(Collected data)
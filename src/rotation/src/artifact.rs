//! Candidate and artifact types exchanged with the scanning collaborators.

use chrono::{DateTime, NaiveDateTime, Utc};
use serde::{Deserialize, Serialize};
use std::fmt;
use std::str::FromStr;
use thiserror::Error;

/// Backend that produced a candidate. Reporting only.
#[derive(Debug, Clone, Copy, PartialEq, Eq, Hash, Default, Serialize, Deserialize)]
#[serde(rename_all = "lowercase")]
pub enum SourceKind {
    /// Local filesystem.
    #[default]
    Local,
    /// S3-compatible object storage.
    S3,
}

impl SourceKind {
    pub fn as_str(&self) -> &'static str {
        match self {
            SourceKind::Local => "local",
            SourceKind::S3 => "s3",
        }
    }
}

impl fmt::Display for SourceKind {
    fn fmt(&self, f: &mut fmt::Formatter<'_>) -> fmt::Result {
        f.write_str(self.as_str())
    }
}

impl FromStr for SourceKind {
    type Err = UnknownSourceKind;

    fn from_str(s: &str) -> Result<Self, Self::Err> {
        match s.trim().to_lowercase().as_str() {
            "local" => Ok(SourceKind::Local),
            "s3" => Ok(SourceKind::S3),
            _ => Err(UnknownSourceKind(s.to_string())),
        }
    }
}

#[derive(Error, Debug, Clone, PartialEq, Eq)]
#[error("Unknown source '{0}', expected one of: local, s3")]
pub struct UnknownSourceKind(pub String);

/// One entry reported by a scanning collaborator.
#[derive(Debug, Clone, PartialEq, Eq)]
pub struct Candidate {
    /// Containing directory or key prefix.
    pub location: String,
    /// File, directory or object name as found.
    pub name: String,
    /// Modification time, when the backend knows it.
    pub modified: Option<DateTime<Utc>>,
    pub size_bytes: u64,
    pub is_dir: bool,
    pub source_kind: SourceKind,
}

impl Candidate {
    pub fn new(location: impl Into<String>, name: impl Into<String>) -> Self {
        Self {
            location: location.into(),
            name: name.into(),
            modified: None,
            size_bytes: 0,
            is_dir: false,
            source_kind: SourceKind::default(),
        }
    }

    pub fn with_modified(mut self, modified: DateTime<Utc>) -> Self {
        self.modified = Some(modified);
        self
    }

    pub fn with_size(mut self, size_bytes: u64) -> Self {
        self.size_bytes = size_bytes;
        self
    }

    pub fn with_directory(mut self, is_dir: bool) -> Self {
        self.is_dir = is_dir;
        self
    }

    pub fn with_source_kind(mut self, source_kind: SourceKind) -> Self {
        self.source_kind = source_kind;
        self
    }

    /// Full identifying path (`location/name`).
    pub fn path(&self) -> String {
        join_path(&self.location, &self.name)
    }
}

/// A candidate whose timestamp has been extracted.
///
/// The timestamp is wall-clock time in the timezone chosen by the scheme that
/// extracted it; all bucket arithmetic for a location happens in that zone.
#[derive(Debug, Clone, PartialEq, Eq, Serialize)]
pub struct Artifact {
    pub location: String,
    pub name: String,
    pub timestamp: NaiveDateTime,
    pub size_bytes: u64,
    pub is_dir: bool,
    pub source_kind: SourceKind,
}

impl Artifact {
    pub fn new(location: impl Into<String>, name: impl Into<String>, timestamp: NaiveDateTime) -> Self {
        Self {
            location: location.into(),
            name: name.into(),
            timestamp,
            size_bytes: 0,
            is_dir: false,
            source_kind: SourceKind::default(),
        }
    }

    pub fn from_candidate(candidate: Candidate, timestamp: NaiveDateTime) -> Self {
        Self {
            location: candidate.location,
            name: candidate.name,
            timestamp,
            size_bytes: candidate.size_bytes,
            is_dir: candidate.is_dir,
            source_kind: candidate.source_kind,
        }
    }

    pub fn path(&self) -> String {
        join_path(&self.location, &self.name)
    }
}

/// Join a location and a name with exactly one separator.
pub fn join_path(location: &str, name: &str) -> String {
    if location.is_empty() {
        name.to_string()
    } else if location.ends_with('/') {
        format!("{location}{name}")
    } else {
        format!("{location}/{name}")
    }
}

/// Strip trailing separators so `/backups/db/` and `/backups/db` group together.
pub fn normalize_location(location: &str) -> &str {
    let trimmed = location.trim_end_matches('/');
    if trimmed.is_empty() && location.starts_with('/') {
        "/"
    } else {
        trimmed
    }
}

#[cfg(test)]
mod tests {
    use super::*;

    #[test]
    fn test_join_path() {
        assert_eq!(join_path("/backups/db", "dump.sql"), "/backups/db/dump.sql");
        assert_eq!(join_path("/backups/db/", "dump.sql"), "/backups/db/dump.sql");
        assert_eq!(join_path("", "dump.sql"), "dump.sql");
    }

    #[test]
    fn test_normalize_location() {
        assert_eq!(normalize_location("/backups/db/"), "/backups/db");
        assert_eq!(normalize_location("/backups/db"), "/backups/db");
        assert_eq!(normalize_location("/"), "/");
        assert_eq!(normalize_location("mysql/daily/"), "mysql/daily");
    }

    #[test]
    fn test_source_kind_from_str() {
        assert_eq!("local".parse::<SourceKind>().unwrap(), SourceKind::Local);
        assert_eq!("S3".parse::<SourceKind>().unwrap(), SourceKind::S3);
        assert!("ssh".parse::<SourceKind>().is_err());
    }

    #[test]
    fn test_candidate_builder() {
        let candidate = Candidate::new("/backups", "nightly")
            .with_size(42)
            .with_directory(true)
            .with_source_kind(SourceKind::S3);
        assert_eq!(candidate.path(), "/backups/nightly");
        assert_eq!(candidate.size_bytes, 42);
        assert!(candidate.is_dir);
        assert_eq!(candidate.source_kind, SourceKind::S3);
        assert!(candidate.modified.is_none());
    }
}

**EXERCISE PROMPT:** Produce only the lines from the line containing "S3-compatible object storage." through the line containing "fn from_str(s: &str)", inclusive of both, exactly as they stand in the entries above.

**TASK SOLUTION:**
    /// S3-compatible object storage.
    S3,
}

impl SourceKind {
    pub fn as_str(&self) -> &'static str {
        match self {
            SourceKind::Local => "local",
            SourceKind::S3 => "s3",
        }
    }
}

impl fmt::Display for SourceKind {
    fn fmt(&self, f: &mut fmt::Formatter<'_>) -> fmt::Result {
        f.write_str(self.as_str())
    }
}

impl FromStr for SourceKind {
    type Err = UnknownSourceKind;

    fn from_str(s: &str) -> Result<Self, Self::Err> {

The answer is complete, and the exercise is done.